//! Configuration storage adapters

mod xdg;

pub use xdg::XdgConfigStore;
----
Work instruction. The listing above must be written out again in its entirety, exactly as given.

Written answer.
//! Configuration storage adapters

mod xdg;

pub use xdg::XdgConfigStore;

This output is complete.